Das große Problem bei Covid-19 ist der verhältnismäßig hohe Anteil Erkrankter, die intensivmedizinisch betreut werden müssen. Die Fallzahlen sollen deshalb durch die aktuellen Vorkehrungen zu jeder Zeit so gering wie möglich gehalten werden, um die Intensivstationen zu entlasten. Der Virologe Stürmer hält - wie auch seine Kollegen - das Vorgehen in der jetzigen Situation für angemessen. "Wenn wir jetzt nicht aufpassen, bekommen wir auf den Intensivstationen Verhältnisse wie zum Teil in Italien.
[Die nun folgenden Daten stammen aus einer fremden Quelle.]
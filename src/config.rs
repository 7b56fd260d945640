use chrono::Offset;
use std::time::Duration;

#[derive(Debug, Clone)]
pub struct Config {
    pub logger_timezone: chrono::FixedOffset,
    /// `None` keeps every distinct image ever selected.
    pub history_capacity: Option<usize>,
    pub classify_top_k: usize,
    pub fake_model_load_duration: Duration,
    pub fake_classify_duration: Duration,
}

impl Default for Config {
    fn default() -> Self {
        Self {
            logger_timezone: local_timezone(),
            history_capacity: None,
            classify_top_k: 3,
            fake_model_load_duration: Duration::from_secs(2),
            fake_classify_duration: Duration::from_millis(750),
        }
    }
}

fn local_timezone() -> chrono::FixedOffset {
    chrono::Local::now().offset().fix()
}
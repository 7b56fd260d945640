use config::Config;
use image_identifier::main::ImageIdentifier;
use image_source::impl_blob_store::ImageSourceBlobStore;
use library::logger::impl_console::LoggerConsole;
use library::logger::interface::Logger;
use model_provider::impl_fake::ModelProviderFake;
use std::sync::{Arc, Mutex};
use view::console_input::run_console_input;
use view::impl_console::ViewConsole;
use view::impl_gui::{GuiApp, ViewGui};

mod config;
mod error;
mod image_identifier;
mod image_source;
mod library;
mod model_provider;
mod view;

fn main() -> Result<(), Box<dyn std::error::Error>> {
    let config = Config::default();

    let logger: Arc<dyn Logger + Send + Sync> =
        Arc::new(LoggerConsole::new(config.logger_timezone));

    let model_provider = Arc::new(ModelProviderFake::new(config.clone(), logger.clone()));

    let image_source = Arc::new(ImageSourceBlobStore::new(logger.clone()));

    if std::env::args().any(|arg| arg == "--console") {
        let view = Arc::new(Mutex::new(ViewConsole::new()));

        let identifier = ImageIdentifier::new(config, logger, model_provider, image_source, view);

        let runner = identifier.clone();
        let handle = std::thread::spawn(move || runner.run());

        run_console_input(&identifier, std::io::stdin().lock())?;

        identifier.shutdown();
        handle
            .join()
            .map_err(|_| "image identifier thread panicked")??;

        return Ok(());
    }

    let view = ViewGui::new();

    let identifier = ImageIdentifier::new(
        config,
        logger,
        model_provider,
        image_source,
        Arc::new(Mutex::new(view.clone())),
    );

    let runner = identifier.clone();
    let handle = std::thread::spawn(move || runner.run());

    let options = eframe::NativeOptions {
        viewport: egui::ViewportBuilder::default().with_inner_size([640.0, 480.0]),
        ..Default::default()
    };

    let app = GuiApp::new(identifier.clone(), view.clone());
    eframe::run_native(
        "Image Identification",
        options,
        Box::new(move |cc| {
            view.attach(cc.egui_ctx.clone());
            Box::new(app)
        }),
    )?;

    identifier.shutdown();
    handle
        .join()
        .map_err(|_| "image identifier thread panicked")??;

    Ok(())
}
Dann müssten Ärzte entscheiden, wem sie ein Bett auf der Intensivstation geben und wem nicht." Gefährlich ist ein Aufruf dazu, sich gegen einen "unsinnigen" Freiheitsentzug "zur Wehr zu setzen", übrigens nicht nur aus gesundheitlichen Gründen. Wer sich einer Anordnung zur Quarantäne oder einer eventuellen Ausgangssperre widersetzt, macht sich unter Umständen strafbar.